Posté par Thomas Debesse le 17/04/2014 à 20:38. Licence CC by-sa (copiez-moi !)
Pour ce carême, je vous avais proposé une chronique musicale (1, 2, 3) centrée sur la figure de Jérusalem et la langue hébraïque, mais je ne peux citer autant de fois le Cantique des cantiques sans vous recommander la bouleversante interprétation d’Irène Papas dans sa récitation du Cantique. Cette récitation était accompagnée par Vangelis pour l’album Rapsodies (l’année 1986 fut vraiment une année mémorable).
Si vous voulez bien vous déshabiller le cœur et déposer vos armes à l’entrée…
Embrasse-moi !
La langue grecque entretien un rapport privilégié avec la parole biblique, elle apporte souvent de précieuses précisions quand à l’interprétation que vivaient les croyants, éclairant le texte hébreu. Ainsi, quand Isaïe prophétise qu’une fille enfantera un fils, la septante précise la virginité de cette fille, démontrant de manière irrévocable que cette prophétie était interprétée ainsi avant la naissance du Messie. Concernant la relation que la Septante entretien avec le Cantique, on notera que l’inclusion du Cantique dans le canon hébraïque est postérieure à la venue du Messie, alors que l’inclusion dans la Septante la précède !
Et quand le grec insiste embrasse-moi, il soupire surtout aime-moi.
M’aimes-tu ?
Déjà Pierre renie son messie, mais s’il doit bâtir l’Église, bâtir Jérusalem, il devra répondre à deux questions.
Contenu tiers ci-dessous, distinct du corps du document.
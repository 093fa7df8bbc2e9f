//! Synthetic sweep generation (for the `synth` command and for tests).

pub mod synth;

pub use synth::*;
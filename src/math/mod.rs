//! Mathematical utilities: Lorentzian building blocks and fit covariance.

pub mod covariance;
pub mod lorentz;

pub use covariance::*;
pub use lorentz::*;
use std::process::ExitCode;

fn main() -> ExitCode {
    match resonance_fit::app::run() {
        Ok(()) => ExitCode::SUCCESS,
        Err(err) => {
            eprintln!("{err}");
            ExitCode::from(err.exit_code())
        }
    }
}
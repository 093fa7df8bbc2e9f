//! Top-level application orchestration.
//!
//! `src/main.rs` is intentionally tiny; this module is the "real main" that:
//! - parses CLI arguments
//! - installs the stderr log subscriber
//! - reads a sweep and fits it (or prints a synthetic one)
//! - prints the result and writes optional exports

use clap::Parser;
use tracing::info;
use tracing_subscriber::prelude::*;
use tracing_subscriber::{EnvFilter, fmt};

use crate::cli::{Command, FitArgs, SynthArgs};
use crate::data::{SynthConfig, generate};
use crate::domain::{FitConfig, ModelVariant, ParameterVector, Response};
use crate::error::{AppError, EXIT_NO_FIT};

pub mod pipeline;

/// Entry point for the `resfit` binary.
pub fn run() -> Result<(), AppError> {
    // `resfit < data` and `resfit -p 6 < data` behave like `resfit fit ...`.
    let argv = rewrite_args(std::env::args().collect());
    let cli = crate::cli::Cli::parse_from(argv);

    init_tracing(cli.verbose);

    match cli.command {
        Command::Fit(args) => handle_fit(&args),
        Command::Synth(args) => handle_synth(&args),
    }
}

/// Logs go to stderr; stdout carries data only. `RUST_LOG` wins over `-v`.
fn init_tracing(verbose: bool) {
    let default_level = if verbose { "debug" } else { "warn" };
    let filter = EnvFilter::try_from_default_env().unwrap_or_else(|_| EnvFilter::new(default_level));
    // A second init (tests, embedding) keeps the existing subscriber.
    let _ = tracing_subscriber::registry()
        .with(fmt::layer().with_writer(std::io::stderr))
        .with(filter)
        .try_init();
}

fn handle_fit(args: &FitArgs) -> Result<(), AppError> {
    let config = fit_config_from_args(args)?;
    let run = pipeline::run_fit(&config)?;

    if let Some(record) = &run.record {
        println!(
            "{}",
            crate::report::render(record, config.format, config.show_zeros)?
        );
        if let Some(path) = &config.export {
            crate::io::export::write_record_json(path, record)?;
        }
    }

    if let Some(dir) = &config.debug_dir {
        let path = crate::debug::write_debug_bundle(
            dir,
            crate::debug::DebugInputs {
                config: &config,
                ingested: &run.ingested,
                guess: run.guess.as_ref(),
                report: run.report.as_ref(),
            },
        )?;
        info!(path = %path.display(), "wrote debug bundle");
    }

    if run.record.is_none() && config.require_fit {
        return Err(AppError::new(
            EXIT_NO_FIT,
            format!(
                "No fit: {} samples for {} parameters.",
                run.ingested.samples.len(),
                config.variant.param_count()
            ),
        ));
    }

    Ok(())
}

fn handle_synth(args: &SynthArgs) -> Result<(), AppError> {
    let variant = variant_from_layout(args.pars, args.response)?;
    let params = ParameterVector::from_values(variant, args.params.clone()).ok_or_else(|| {
        AppError::usage(format!(
            "{variant} expects {} parameters ({}), got {}.",
            variant.param_count(),
            variant.param_names().join(","),
            args.params.len()
        ))
    })?;

    let samples = generate(&SynthConfig {
        params,
        f_min: args.f_min,
        f_max: args.f_max,
        count: args.count,
        noise: args.noise,
        seed: args.seed,
        clip: args.clip,
        t0: args.t0,
        dt: args.dt,
    })?;

    for s in &samples {
        println!("{} {} {:e} {:e}", s.time, s.freq, s.real, s.imag);
    }
    Ok(())
}

pub fn fit_config_from_args(args: &FitArgs) -> Result<FitConfig, AppError> {
    let variant = variant_from_layout(args.pars, args.response)?;

    if !(args.overload_fraction > 0.0 && args.overload_fraction <= 1.0) {
        return Err(AppError::usage(format!(
            "--overload-fraction must be in (0, 1], got {}.",
            args.overload_fraction
        )));
    }
    if args.max_iter == 0 {
        return Err(AppError::usage("--max-iter must be at least 1."));
    }

    Ok(FitConfig {
        variant,
        input: args.input.clone(),
        do_fit: !args.no_fit,
        overload_detection: !args.no_overload,
        overload_fraction: args.overload_fraction,
        scaling: args.scaling,
        max_iterations: args.max_iter,
        xtol: args.xtol,
        gtol: args.gtol,
        ftol: args.ftol,
        format: args.format,
        show_zeros: args.show_zeros,
        require_fit: args.require_fit,
        export: args.export.clone(),
        debug_dir: args.debug_dir.clone(),
    })
}

fn variant_from_layout(
    pars: usize,
    response: Response,
) -> Result<ModelVariant, AppError> {
    ModelVariant::from_layout(pars, response).ok_or_else(|| {
        AppError::usage(format!(
            "Unsupported parameter count {pars}: expected 6, 8 or 10."
        ))
    })
}

/// Rewrite argv so `resfit` defaults to `resfit fit`.
///
/// Rules:
/// - `resfit`                      -> `resfit fit`
/// - `resfit -p 6 ...`             -> `resfit fit -p 6 ...`
/// - `resfit --help/--version/-h`  -> unchanged (show top-level help/version)
fn rewrite_args(mut argv: Vec<String>) -> Vec<String> {
    let Some(arg1) = argv.get(1).cloned() else {
        argv.push("fit".to_string());
        return argv;
    };

    let is_top_level_help_or_version = matches!(
        arg1.as_str(),
        "-h" | "--help" | "-V" | "--version" | "help"
    );
    if is_top_level_help_or_version {
        return argv;
    }

    let is_subcommand = matches!(arg1.as_str(), "fit" | "synth");
    if is_subcommand {
        return argv;
    }

    // If the first token is a flag, treat it as "fit flags".
    if arg1.starts_with('-') {
        argv.insert(1, "fit".to_string());
        return argv;
    }

    // Otherwise, leave as-is.
    argv
}
//! Debug bundle writer for inspecting a single fit.
//!
//! The bundle is a markdown file with the run settings, the normalization,
//! the initial guess, the selected fit and the overload refit decision.

use std::fmt::Write as _;
use std::fs::{File, create_dir_all};
use std::io::Write as _;
use std::path::{Path, PathBuf};

use chrono::Local;

use crate::domain::{FitConfig, ParameterVector, Sample};
use crate::error::AppError;
use crate::fit::{FitReport, Normalizer};
use crate::io::ingest::Ingested;
use crate::report::fit_time;

/// Inputs of one bundle.
#[derive(Debug, Clone, Copy)]
pub struct DebugInputs<'a> {
    pub config: &'a FitConfig,
    pub ingested: &'a Ingested,
    /// Starting parameters in physical units.
    pub guess: Option<&'a ParameterVector>,
    pub report: Option<&'a FitReport>,
}

/// Write `resfit_debug_<variant>_<timestamp>.md` into `dir` and return its path.
pub fn write_debug_bundle(dir: &Path, inputs: DebugInputs<'_>) -> Result<PathBuf, AppError> {
    create_dir_all(dir).map_err(|e| {
        AppError::usage(format!("Failed to create debug dir '{}': {e}", dir.display()))
    })?;

    let ts = Local::now().format("%Y%m%d_%H%M%S");
    let path = dir.join(format!(
        "resfit_debug_{}_{ts}.md",
        inputs.config.variant.display_name().to_ascii_lowercase()
    ));

    let body = render_bundle(inputs)
        .map_err(|e| AppError::internal(format!("Failed to render debug bundle: {e}")))?;

    let mut file = File::create(&path).map_err(|e| {
        AppError::usage(format!("Failed to create debug file '{}': {e}", path.display()))
    })?;
    file.write_all(body.as_bytes())
        .map_err(|e| AppError::usage(format!("Failed to write debug file: {e}")))?;

    Ok(path)
}

fn render_bundle(inputs: DebugInputs<'_>) -> Result<String, std::fmt::Error> {
    let DebugInputs {
        config,
        ingested,
        guess,
        report,
    } = inputs;
    let samples = &ingested.samples;
    let mut out = String::new();

    writeln!(out, "# resfit debug bundle")?;
    writeln!(out, "- generated: {}", Local::now().to_rfc3339())?;
    writeln!(out, "- variant: {}", config.variant)?;
    writeln!(
        out,
        "- input: {}",
        config
            .input
            .as_deref()
            .map(|p| p.display().to_string())
            .unwrap_or_else(|| "<stdin>".to_string())
    )?;
    writeln!(
        out,
        "- lines: read={}, skipped={}, samples={}",
        ingested.lines_read,
        ingested.lines_skipped,
        samples.len()
    )?;
    writeln!(
        out,
        "- fit: do_fit={}, overload_detection={}, overload_fraction={:.3}, scaling={:?}",
        config.do_fit, config.overload_detection, config.overload_fraction, config.scaling
    )?;
    writeln!(
        out,
        "- solver: max_iterations={}, xtol={:e}, gtol={:e}, ftol={:e}",
        config.max_iterations, config.xtol, config.gtol, config.ftol
    )?;
    writeln!(out, "- fit_time: {:.6}", fit_time(samples))?;

    if !ingested.row_errors.is_empty() {
        writeln!(out, "\n## Skipped lines")?;
        for err in &ingested.row_errors {
            writeln!(out, "- line {}: {}", err.line, err.message)?;
        }
    }

    write_extents(&mut out, samples)?;

    let Some(report) = report else {
        writeln!(out, "\n## Result")?;
        match guess {
            Some(guess) => {
                writeln!(out, "Initial guess only (fitting disabled).")?;
                write_params(&mut out, guess, None)?;
            }
            None => writeln!(
                out,
                "No fit: {} samples for {} parameters.",
                samples.len(),
                config.variant.param_count()
            )?,
        }
        return Ok(out);
    };

    write_normalizer(&mut out, &report.normalizer)?;

    writeln!(out, "\n## Initial guess")?;
    write_params(&mut out, &report.initial, None)?;

    writeln!(out, "\n## Solver")?;
    writeln!(out, "- termination: {}", report.termination)?;
    writeln!(out, "- evaluations: {}", report.evaluations)?;
    writeln!(out, "- full_residual: {:e}", report.full_residual)?;

    writeln!(out, "\n## Overload refit")?;
    match &report.overload {
        Some(o) => {
            writeln!(out, "- kept: {}", o.kept)?;
            writeln!(out, "- rejected: {}", o.rejected)?;
            writeln!(out, "- residual: {:e}", o.residual)?;
            writeln!(out, "- selected: {}", o.selected)?;
        }
        None => writeln!(out, "not performed")?,
    }

    writeln!(out, "\n## Selected fit (residual {:e})", report.result.residual)?;
    write_params(&mut out, &report.result.parameters, Some(&report.result.errors))?;

    Ok(out)
}

fn write_extents(out: &mut String, samples: &[Sample]) -> std::fmt::Result {
    if samples.is_empty() {
        return Ok(());
    }
    let range = |f: fn(&Sample) -> f64| {
        samples
            .iter()
            .map(f)
            .fold((f64::INFINITY, f64::NEG_INFINITY), |(lo, hi), v| (lo.min(v), hi.max(v)))
    };
    writeln!(out, "\n## Data extents")?;
    writeln!(out, "| axis | min | max |")?;
    writeln!(out, "| - | - | - |")?;
    let axes: [(&str, fn(&Sample) -> f64); 3] = [
        ("freq", |s| s.freq),
        ("real", |s| s.real),
        ("imag", |s| s.imag),
    ];
    for (name, f) in axes {
        let (lo, hi) = range(f);
        writeln!(out, "| {name} | {lo:e} | {hi:e} |")?;
    }
    Ok(())
}

fn write_normalizer(out: &mut String, n: &Normalizer) -> std::fmt::Result {
    writeln!(out, "\n## Normalization ({:?})", n.strategy)?;
    writeln!(out, "- real_center: {:e}", n.real_center)?;
    writeln!(out, "- imag_center: {:e}", n.imag_center)?;
    writeln!(out, "- scale: {:e}", n.scale)?;
    writeln!(out, "- freq_scale: {:e}", n.freq_scale)
}

fn write_params(
    out: &mut String,
    params: &ParameterVector,
    errors: Option<&ParameterVector>,
) -> std::fmt::Result {
    writeln!(out, "| param | value | error |")?;
    writeln!(out, "| - | - | - |")?;
    for (i, (name, value)) in params.named().enumerate() {
        match errors {
            Some(errors) => writeln!(out, "| {name} | {value:e} | {:e} |", errors[i])?,
            None => writeln!(out, "| {name} | {value:e} | - |")?,
        }
    }
    Ok(())
}

#[cfg(test)]
mod tests {
    use super::*;
    use crate::domain::{ModelVariant, OutputFormat, Scaling};
    use crate::fit::{FitOptions, fit_resonance};
    use crate::models::predict;

    fn config(variant: ModelVariant) -> FitConfig {
        FitConfig {
            variant,
            input: None,
            do_fit: true,
            overload_detection: true,
            overload_fraction: 0.95,
            scaling: Scaling::CenterRange,
            max_iterations: 200,
            xtol: 1e-10,
            gtol: 1e-10,
            ftol: 1e-10,
            format: OutputFormat::Table,
            show_zeros: false,
            require_fit: false,
            export: None,
            debug_dir: None,
        }
    }

    #[test]
    fn bundle_lists_fit_sections() {
        let truth = [0.0, 0.0, 1.0, 0.0, 100.0, 5.0];
        let samples: Vec<Sample> = (0..21)
            .map(|i| {
                let w = 80.0 + 2.0 * i as f64;
                let (x, y) = predict(ModelVariant::OscxCoffs, &truth, w);
                Sample::new(i as f64, w, x, y)
            })
            .collect();
        let report = fit_resonance(&samples, ModelVariant::OscxCoffs, &FitOptions::default()).unwrap();
        let ingested = Ingested {
            samples,
            lines_read: 21,
            ..Ingested::default()
        };
        let cfg = config(ModelVariant::OscxCoffs);

        let text = render_bundle(DebugInputs {
            config: &cfg,
            ingested: &ingested,
            guess: None,
            report: Some(&report),
        })
        .unwrap();

        assert!(text.contains("- variant: OSCX_COFFS"));
        assert!(text.contains("## Normalization (CenterRange)"));
        assert!(text.contains("## Initial guess"));
        assert!(text.contains("## Overload refit"));
        assert!(text.contains("| w0 |"));
    }

    #[test]
    fn bundle_without_fit_explains_why() {
        let ingested = Ingested {
            samples: vec![Sample::new(0.0, 100.0, 1.0, 0.0)],
            lines_read: 1,
            ..Ingested::default()
        };
        let cfg = config(ModelVariant::OscxLoffs);
        let text = render_bundle(DebugInputs {
            config: &cfg,
            ingested: &ingested,
            guess: None,
            report: None,
        })
        .unwrap();
        assert!(text.contains("No fit: 1 samples for 8 parameters."));
    }
}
Lorsque la mort sera vaincue, il se verra poser celle-ci : « Pierre m’aimes-tu ? », et il devra se souvenir d’une autre : « Qui est celle qui remonte du désert appuyée sur son bien aimé ? ».
Au soir du jeudi saint, lorsque la montée vers Pâques entre dans son caractère tragique, je vous invite donc à réécouter le Cantique interprété par Irène Papas sur un accompagnement de Vangelis. Alors certes cette interprétation est en grec moderne, mais je ne peux vous laisser entrer dans le Triduum Pascal sans vous recommander ce troublant Άσμα ασμάτων (Ásma asmáto̱n) et son bouleversant Φίλα με, φίλα με. En fait, ne vivez pas, ne mourrez pas, ne ressuscitez pas sans l’avoir entendu…
Où donc s’en est-allé ton doux visage ?
Notre-Dame des douleurs, Osuna (Andalousie).
L’écoute de cet album vous donnera aussi l’occasion d’écouter une belle interprétation du O gliki mou ear, qui chante la douleur de la mère qui reçoit le corps mort de son fils. « Ω γλυκύ μου έαρ, γλυκύτατόν μου Τέκνον, πού έδυ σου το κάλλος », « Oh mon doux printemps, mon si doux enfant, où s'en est allée ta beauté »…
La langue latine a le Stabat mater dolorosa, la langue grecque a le O Gliki mou ear, et ce sont les mêmes larmes.